The tenant was unaware that the rent paid in respect of the shop in one quarter was £500 short. As they were legally entitled to do, his landlords forfeited the lease and employed the services of bailiffs to re-enter the property. The tenant paid the missing £500 shortly afterwards but a delay of more than four months ensued before he launched proceedings, seeking relief from forfeiture.
Following a hearing, a judge described as very harsh and unyielding the landlords' albeit lawful decision to forfeit a lease that still had 10 years to run. The amount of arrears was relatively small and it had only been outstanding for a short period. In refusing the tenant's application, however, she noted his delay in seeking relief.

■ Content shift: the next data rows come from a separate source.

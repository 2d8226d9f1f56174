//! Interactive control loop for a running capture.
//!
//! rustyline blocks, so the loop runs on its own thread and forwards parsed
//! commands to the async side over a channel. Type `/help` for available
//! commands, Tab for completion.

use std::path::PathBuf;
use std::thread::JoinHandle;

use rustyline::completion::{Completer, Pair};
use rustyline::config::CompletionType;
use rustyline::error::ReadlineError;
use rustyline::highlight::Highlighter;
use rustyline::hint::Hinter;
use rustyline::validate::Validator;
use rustyline::{
    Cmd, ConditionalEventHandler, Config, Editor, Event, EventContext, EventHandler, Helper,
    KeyEvent, RepeatCount,
};
use tokio::sync::{mpsc, oneshot};

use crate::capture::SessionStatus;

/// Available REPL commands.
const COMMANDS: &[(&str, &str)] = &[
    ("/rescan", "Scan the whole document now"),
    ("/scan", "Switch periodic scanning: /scan on | /scan off"),
    ("/status", "Show capture totals"),
    ("/help", "Show available commands"),
    ("/exit", "Stop capturing and quit"),
];

/// A request for the capture session.
#[derive(Debug)]
pub enum ReplCommand {
    Rescan,
    SetPeriodic(bool),
    Status(oneshot::Sender<SessionStatus>),
    Exit,
}

/// What one input line means.
#[derive(Debug, Clone, PartialEq, Eq)]
pub enum ParsedLine {
    Empty,
    Rescan,
    SetPeriodic(bool),
    Status,
    Help,
    Exit,
    Invalid(String),
}

/// Parse one input line. The leading `/` is optional.
pub fn parse_line(line: &str) -> ParsedLine {
    let line = line.trim();
    if line.is_empty() {
        return ParsedLine::Empty;
    }
    let input = line.strip_prefix('/').unwrap_or(line);
    let mut parts = input.split_whitespace();
    let cmd = parts.next().unwrap_or("");
    let arg = parts.next();

    match (cmd, arg) {
        ("" | "help" | "h" | "?", _) => ParsedLine::Help,
        ("exit" | "quit" | "q", _) => ParsedLine::Exit,
        ("rescan", _) => ParsedLine::Rescan,
        ("status", _) => ParsedLine::Status,
        ("scan", Some("on")) => ParsedLine::SetPeriodic(true),
        ("scan", Some("off")) => ParsedLine::SetPeriodic(false),
        ("scan", _) => ParsedLine::Invalid("Usage: /scan on | /scan off".to_string()),
        (other, _) => ParsedLine::Invalid(format!(
            "Unknown command '/{other}'. Type /help for commands."
        )),
    }
}

/// REPL helper for tab completion.
#[derive(Default)]
struct CaptureHelper;

impl Completer for CaptureHelper {
    type Candidate = Pair;

    fn complete(
        &self,
        line: &str,
        pos: usize,
        _ctx: &rustyline::Context<'_>,
    ) -> rustyline::Result<(usize, Vec<Pair>)> {
        let input = &line[..pos];

        if !input.contains(' ') {
            let matches: Vec<Pair> = COMMANDS
                .iter()
                .filter(|(cmd, _)| cmd.starts_with(input))
                .map(|(cmd, desc)| Pair {
                    display: format!("{cmd:<10} {desc}"),
                    replacement: format!("{cmd} "),
                })
                .collect();
            return Ok((0, matches));
        }

        if let Some(arg) = input.strip_prefix("/scan ") {
            let start = input.len() - arg.len();
            let matches = ["on", "off"]
                .iter()
                .filter(|opt| opt.starts_with(arg.trim()))
                .map(|opt| Pair {
                    display: opt.to_string(),
                    replacement: opt.to_string(),
                })
                .collect();
            return Ok((start, matches));
        }

        Ok((pos, Vec::new()))
    }
}

impl Hinter for CaptureHelper {
    type Hint = String;

    fn hint(&self, line: &str, pos: usize, _ctx: &rustyline::Context<'_>) -> Option<String> {
        if pos < line.len() || line.is_empty() {
            return None;
        }
        if line.starts_with('/') && !line.contains(' ') {
            for (cmd, _) in COMMANDS {
                if cmd.starts_with(line) && *cmd != line {
                    return Some(cmd[line.len()..].to_string());
                }
            }
        }
        None
    }
}

impl Highlighter for CaptureHelper {}
impl Validator for CaptureHelper {}
impl Helper for CaptureHelper {}

struct TabCompleteOrAcceptHint;

impl ConditionalEventHandler for TabCompleteOrAcceptHint {
    fn handle(
        &self,
        _evt: &Event,
        _n: RepeatCount,
        _positive: bool,
        ctx: &EventContext<'_>,
    ) -> Option<Cmd> {
        if ctx.has_hint() {
            Some(Cmd::CompleteHint)
        } else {
            Some(Cmd::Complete)
        }
    }
}

fn history_path() -> PathBuf {
    dirs::home_dir()
        .unwrap_or_else(|| PathBuf::from("."))
        .join(".blobtap_history")
}

/// Start the REPL thread. It sends `Exit` when the user quits or input ends.
pub fn spawn(commands: mpsc::UnboundedSender<ReplCommand>) -> std::io::Result<JoinHandle<()>> {
    std::thread::Builder::new()
        .name("blobtap-repl".to_string())
        .spawn(move || {
            if let Err(e) = run(&commands) {
                eprintln!("  Error: {e}");
            }
            let _ = commands.send(ReplCommand::Exit);
        })
}

fn run(commands: &mpsc::UnboundedSender<ReplCommand>) -> anyhow::Result<()> {
    eprintln!(
        "    Press \x1b[36m/\x1b[0m to browse commands, \x1b[90mTab\x1b[0m to complete, \x1b[90m/exit\x1b[0m to quit."
    );
    eprintln!();

    let config = Config::builder()
        .history_ignore_space(true)
        .auto_add_history(true)
        .completion_type(CompletionType::List)
        .completion_prompt_limit(20)
        .build();

    let mut rl: Editor<CaptureHelper, rustyline::history::DefaultHistory> =
        Editor::with_config(config)?;
    rl.set_helper(Some(CaptureHelper));
    rl.bind_sequence(
        KeyEvent::from('\t'),
        EventHandler::Conditional(Box::new(TabCompleteOrAcceptHint)),
    );

    let hist_path = history_path();
    if hist_path.exists() {
        let _ = rl.load_history(&hist_path);
    }

    let prompt = " \x1b[36mblobtap>\x1b[0m ";

    loop {
        let line = match rl.readline(prompt) {
            Ok(line) => line,
            // Ctrl+C inside the prompt means the same as outside it.
            Err(ReadlineError::Interrupted) | Err(ReadlineError::Eof) => break,
            Err(err) => {
                eprintln!("  Error: {err}");
                break;
            }
        };

        let command = match parse_line(&line) {
            ParsedLine::Empty => continue,
            ParsedLine::Help => {
                cmd_help();
                continue;
            }
            ParsedLine::Invalid(message) => {
                eprintln!("  {message}");
                continue;
            }
            ParsedLine::Exit => break,
            ParsedLine::Rescan => ReplCommand::Rescan,
            ParsedLine::SetPeriodic(on) => ReplCommand::SetPeriodic(on),
            ParsedLine::Status => {
                let (reply, rx) = oneshot::channel();
                if commands.send(ReplCommand::Status(reply)).is_err() {
                    break;
                }
                match rx.blocking_recv() {
                    Ok(status) => print_status(&status),
                    Err(_) => break,
                }
                continue;
            }
        };

        if commands.send(command).is_err() {
            break;
        }
    }

    let _ = rl.save_history(&hist_path);
    Ok(())
}

fn cmd_help() {
    eprintln!();
    eprintln!("  Commands:");
    eprintln!();
    for (cmd, desc) in COMMANDS {
        eprintln!("    {cmd:<12} {desc}");
    }
    eprintln!();
}

/// Print a status snapshot.
pub fn print_status(status: &SessionStatus) {
    let stats = &status.stats;
    eprintln!();
    eprintln!("  Target:      {}", status.target);
    eprintln!("  Output:      {}", status.output_dir.display());
    eprintln!(
        "  Periodic:    {} (every {} ms)",
        if status.periodic_scan { "on" } else { "off" },
        status.scan_interval_ms
    );
    eprintln!("  Saved:       {}", stats.persisted);
    eprintln!("  Duplicates:  {}", stats.duplicates);
    eprintln!("  Dropped:     {}", stats.dropped);
    eprintln!("  Ignored:     {}", stats.ignored);
    eprintln!(
        "  Identities:  {} inline, {} audio",
        stats.inline_identities, stats.audio_identities
    );
    eprintln!();
}

#[cfg(test)]
mod tests {
    use super::*;

    #[test]
    fn test_parse_commands() {
        assert_eq!(parse_line("/rescan"), ParsedLine::Rescan);
        assert_eq!(parse_line("rescan"), ParsedLine::Rescan);
        assert_eq!(parse_line("  /scan on "), ParsedLine::SetPeriodic(true));
        assert_eq!(parse_line("/scan off"), ParsedLine::SetPeriodic(false));
        assert_eq!(parse_line("/status"), ParsedLine::Status);
        assert_eq!(parse_line("/exit"), ParsedLine::Exit);
        assert_eq!(parse_line("/quit"), ParsedLine::Exit);
        assert_eq!(parse_line("/"), ParsedLine::Help);
        assert_eq!(parse_line("/help"), ParsedLine::Help);
        assert_eq!(parse_line("   "), ParsedLine::Empty);
    }

    #[test]
    fn test_parse_invalid() {
        assert!(matches!(parse_line("/scan"), ParsedLine::Invalid(_)));
        assert!(matches!(parse_line("/scan maybe"), ParsedLine::Invalid(_)));
        match parse_line("/save") {
            ParsedLine::Invalid(msg) => assert!(msg.contains("/save")),
            other => panic!("unexpected {other:?}"),
        }
    }

    #[test]
    fn test_every_listed_command_parses() {
        for (cmd, _) in COMMANDS {
            let line = if *cmd == "/scan" {
                "/scan on".to_string()
            } else {
                cmd.to_string()
            };
            assert!(!matches!(parse_line(&line), ParsedLine::Invalid(_)), "{cmd}");
        }
    }
}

Upholding the tenant's appeal against that outcome and granting the relief sought, the Court noted that, although the landlords had acted strictly in accordance with their legal rights, human factors are relevant to the wide judicial discretion to grant relief from forfeiture. In cases where all rent and expenses due have ultimately been paid or tendered, relief should, save in exceptional circumstances, be granted. In seeking such relief within six months, the tenant had acted with reasonable promptitude.